MAHB (Millenium Assessment of Human Behavior)  has been developing since 2004 (see the story below).  MAHB involves a network of researchers committed to addressing the sustainability challenge by mobilizing and engaging scholars in the humanities and the social sciences as well as natural sciences, politicians and a broad spectrum of stakeholders. This will be done through major conferences, workshops, research projects, and the construction of a behavioral observatory as well as a human dimensions portal and other outreach initiatives, using a toolkit of advanced ICT options.

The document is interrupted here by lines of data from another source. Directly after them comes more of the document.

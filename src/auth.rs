use crate::config::{DEFAULT_SESSION_COOKIE, SessionConfig};
use crate::error::app_error::AppError;
use crate::models::identity::ExternalIdentityProfile;
use crate::service::identity_provider::IdentityProviderClient;
use rocket::http::Status;
use rocket::outcome::Outcome;
use rocket::request::{FromRequest, Outcome as RequestOutcome, Request};
use rocket_okapi::r#gen::OpenApiGenerator;
use rocket_okapi::okapi::openapi3::{Object, Responses, SecurityRequirement, SecurityScheme, SecuritySchemeData};
use rocket_okapi::request::{OpenApiFromRequest, RequestHeaderInput};
use std::sync::Arc;
use uuid::Uuid;

pub const SESSION_HEADER: &str = "X-Identity-Session";
pub const XSRF_HEADER: &str = "X-XSRF-Token";

pub(crate) fn parse_session_token(value: &str) -> Option<Uuid> {
    Uuid::parse_str(value.trim()).ok()
}

pub(crate) fn parse_bearer_token(value: &str) -> Option<&str> {
    let (scheme, token) = value.trim().split_once(' ')?;
    let token = token.trim();
    if scheme.eq_ignore_ascii_case("bearer") && !token.is_empty() {
        Some(token)
    } else {
        None
    }
}

pub(crate) fn session_cookie_name(req: &Request<'_>) -> String {
    req.rocket()
        .state::<SessionConfig>()
        .map(|config| config.cookie_name.clone())
        .unwrap_or_else(|| DEFAULT_SESSION_COOKIE.to_string())
}

fn session_token_from_request(req: &Request<'_>) -> Option<Uuid> {
    if let Some(cookie) = req.cookies().get_private(&session_cookie_name(req))
        && let Some(token) = parse_session_token(cookie.value())
    {
        return Some(token);
    }

    req.headers().get_one(SESSION_HEADER).and_then(parse_session_token)
}

fn session_security(required: bool) -> RequestHeaderInput {
    let security_scheme = SecurityScheme {
        description: Some(format!(
            "Session token from the `{DEFAULT_SESSION_COOKIE}` cookie or the `{SESSION_HEADER}` header. Obtain one via POST /api/session."
        )),
        data: SecuritySchemeData::ApiKey {
            name: SESSION_HEADER.to_string(),
            location: "header".to_string(),
        },
        extensions: Object::default(),
    };

    let mut security_req = SecurityRequirement::new();
    if required {
        security_req.insert("sessionAuth".to_string(), Vec::new());
    }

    RequestHeaderInput::Security("sessionAuth".to_string(), security_scheme, security_req)
}

fn single_response(code: &str, description: &str) -> rocket_okapi::Result<Responses> {
    use rocket_okapi::okapi::openapi3::{RefOr, Response};
    let mut responses = Responses::default();
    responses.responses.insert(
        code.to_string(),
        RefOr::Object(Response {
            description: description.to_string(),
            ..Default::default()
        }),
    );
    Ok(responses)
}

/// Token of a session the caller claims to hold. Missing or malformed tokens read as an unknown session.
#[derive(Debug, Clone, Copy, PartialEq, Eq)]
pub struct SessionToken(pub Uuid);

#[rocket::async_trait]
impl<'r> FromRequest<'r> for SessionToken {
    type Error = AppError;

    async fn from_request(req: &'r Request<'_>) -> RequestOutcome<Self, Self::Error> {
        match session_token_from_request(req) {
            Some(token) => Outcome::Success(SessionToken(token)),
            None => Outcome::Error((Status::NotFound, AppError::SessionNotFound)),
        }
    }
}

impl<'a> OpenApiFromRequest<'a> for SessionToken {
    fn from_request_input(_gen: &mut OpenApiGenerator, _name: String, _required: bool) -> rocket_okapi::Result<RequestHeaderInput> {
        Ok(session_security(true))
    }

    fn get_responses(_gen: &mut OpenApiGenerator) -> rocket_okapi::Result<Responses> {
        single_response("404", "Not Found - Session unknown or expired")
    }
}

/// Session token when one was presented; used where a fresh session may be started instead.
#[derive(Debug, Clone, Copy, PartialEq, Eq)]
pub struct OptionalSessionToken(pub Option<Uuid>);

#[rocket::async_trait]
impl<'r> FromRequest<'r> for OptionalSessionToken {
    type Error = ();

    async fn from_request(req: &'r Request<'_>) -> RequestOutcome<Self, Self::Error> {
        Outcome::Success(OptionalSessionToken(session_token_from_request(req)))
    }
}

impl<'a> OpenApiFromRequest<'a> for OptionalSessionToken {
    fn from_request_input(_gen: &mut OpenApiGenerator, _name: String, _required: bool) -> rocket_okapi::Result<RequestHeaderInput> {
        Ok(session_security(false))
    }
}

/// XSRF token echoed back by the client on every mutating session call.
#[derive(Debug, Clone, PartialEq, Eq)]
pub struct XsrfToken(pub String);

#[rocket::async_trait]
impl<'r> FromRequest<'r> for XsrfToken {
    type Error = AppError;

    async fn from_request(req: &'r Request<'_>) -> RequestOutcome<Self, Self::Error> {
        match req.headers().get_one(XSRF_HEADER).map(str::trim).filter(|v| !v.is_empty()) {
            Some(token) => Outcome::Success(XsrfToken(token.to_string())),
            None => Outcome::Error((Status::BadRequest, AppError::XsrfTokenMismatch)),
        }
    }
}

impl<'a> OpenApiFromRequest<'a> for XsrfToken {
    fn from_request_input(_gen: &mut OpenApiGenerator, _name: String, _required: bool) -> rocket_okapi::Result<RequestHeaderInput> {
        let security_scheme = SecurityScheme {
            description: Some("XSRF token returned in the session payload.".to_string()),
            data: SecuritySchemeData::ApiKey {
                name: XSRF_HEADER.to_string(),
                location: "header".to_string(),
            },
            extensions: Object::default(),
        };

        let mut security_req = SecurityRequirement::new();
        security_req.insert("xsrfToken".to_string(), Vec::new());

        Ok(RequestHeaderInput::Security("xsrfToken".to_string(), security_scheme, security_req))
    }

    fn get_responses(_gen: &mut OpenApiGenerator) -> rocket_okapi::Result<Responses> {
        single_response("400", "Bad Request - XSRF token missing or mismatched")
    }
}

/// The caller's external identity, resolved from a Bearer access token through the identity provider.
#[derive(Debug, Clone)]
pub struct ExternalIdentity(pub ExternalIdentityProfile);

#[rocket::async_trait]
impl<'r> FromRequest<'r> for ExternalIdentity {
    type Error = AppError;

    async fn from_request(req: &'r Request<'_>) -> RequestOutcome<Self, Self::Error> {
        let Some(access_token) = req.headers().get_one("Authorization").and_then(parse_bearer_token) else {
            return Outcome::Error((Status::Unauthorized, AppError::Unauthorized));
        };

        let client = match req.rocket().state::<Arc<dyn IdentityProviderClient>>() {
            Some(client) => client,
            None => return Outcome::Error((Status::InternalServerError, AppError::identity_provider("identity provider not configured"))),
        };

        match client.get_profile(access_token).await {
            Ok(profile) => Outcome::Success(ExternalIdentity(profile)),
            Err(err) => Outcome::Error((Status::from(&err), err)),
        }
    }
}

impl<'a> OpenApiFromRequest<'a> for ExternalIdentity {
    fn from_request_input(_gen: &mut OpenApiGenerator, _name: String, _required: bool) -> rocket_okapi::Result<RequestHeaderInput> {
        let security_scheme = SecurityScheme {
            description: Some("Identity provider access token.".to_string()),
            data: SecuritySchemeData::Http {
                scheme: "bearer".to_string(),
                bearer_format: None,
            },
            extensions: Object::default(),
        };

        let mut security_req = SecurityRequirement::new();
        security_req.insert("bearerAuth".to_string(), Vec::new());

        Ok(RequestHeaderInput::Security("bearerAuth".to_string(), security_scheme, security_req))
    }

    fn get_responses(_gen: &mut OpenApiGenerator) -> rocket_okapi::Result<Responses> {
        single_response("401", "Unauthorized - Access token missing or rejected")
    }
}

#[cfg(test)]
mod tests {
    use super::{parse_bearer_token, parse_session_token};
    use uuid::Uuid;

    #[test]
    fn parse_session_token_valid() {
        let token = Uuid::new_v4();
        assert_eq!(parse_session_token(&token.to_string()), Some(token));
        assert_eq!(parse_session_token(&format!(" {token} ")), Some(token));
    }

    #[test]
    fn parse_session_token_invalid() {
        assert!(parse_session_token("not-a-uuid").is_none());
        assert!(parse_session_token("").is_none());
    }

    #[test]
    fn parse_bearer_token_valid() {
        assert_eq!(parse_bearer_token("Bearer abc.def"), Some("abc.def"));
        assert_eq!(parse_bearer_token("bearer   xyz"), Some("xyz"));
    }

    #[test]
    fn parse_bearer_token_rejects_other_schemes() {
        assert!(parse_bearer_token("Basic dXNlcjpwYXNz").is_none());
        assert!(parse_bearer_token("Bearer").is_none());
        assert!(parse_bearer_token("Bearer   ").is_none());
    }
}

Human Behavior refers not just to the values, attitudes, and behaviors of individual human actors, but to the structures of institutional arrangements, cultural formations, and collective actions and their long-term consequences.  The choice and emphasis of the word "human" in MAHB is to underscore the very apparent truth that the cause of, and the only hope for a solution to, the global environmental predicament is in human initiative: plans, policies and action. But to be effective planning and action will need to take place at every level of human action: individuals, organizations, institutional, and internationally.  This means encouraging and nudging citizens in pro-environmental behavior, directing organizations to adopt full-cost accounting measures, founding or reforming institutions that locate concerns for sustainability at the forefront of their responsibilities, and enhancing or creating international bodies with authority that can establish environmental goals and enforce environmental regulations and restrictions (e.g., as WTO does today).

Thus, MAHB stresses that the major need for knowledge is clearly not for more natural science (although in many areas it would be helpful) but rather for better understanding of human behaviors and how they can be altered to direct humanity onto a course toward a sustainable society before it is to late. That’s why a group of natural scientist, social scientists, and scholars from the humanities decided to inaugurate MAHB (pronounced “mob”).  It emphasizes that it is human behavior, toward one another and toward the planet that sustains all of us, that requires rapid modification. The idea is that an MAHB might become a basic mechanism to expose society to the full range of  population-environment-resource-ethics-power issues, and sponsor broad global analyses and discussions involving the greatest possible diversity of people. MAHB will launch (together with its international collaborators) in 2011 a major international conference  as well as an extensive programme of research, policy, and outreach.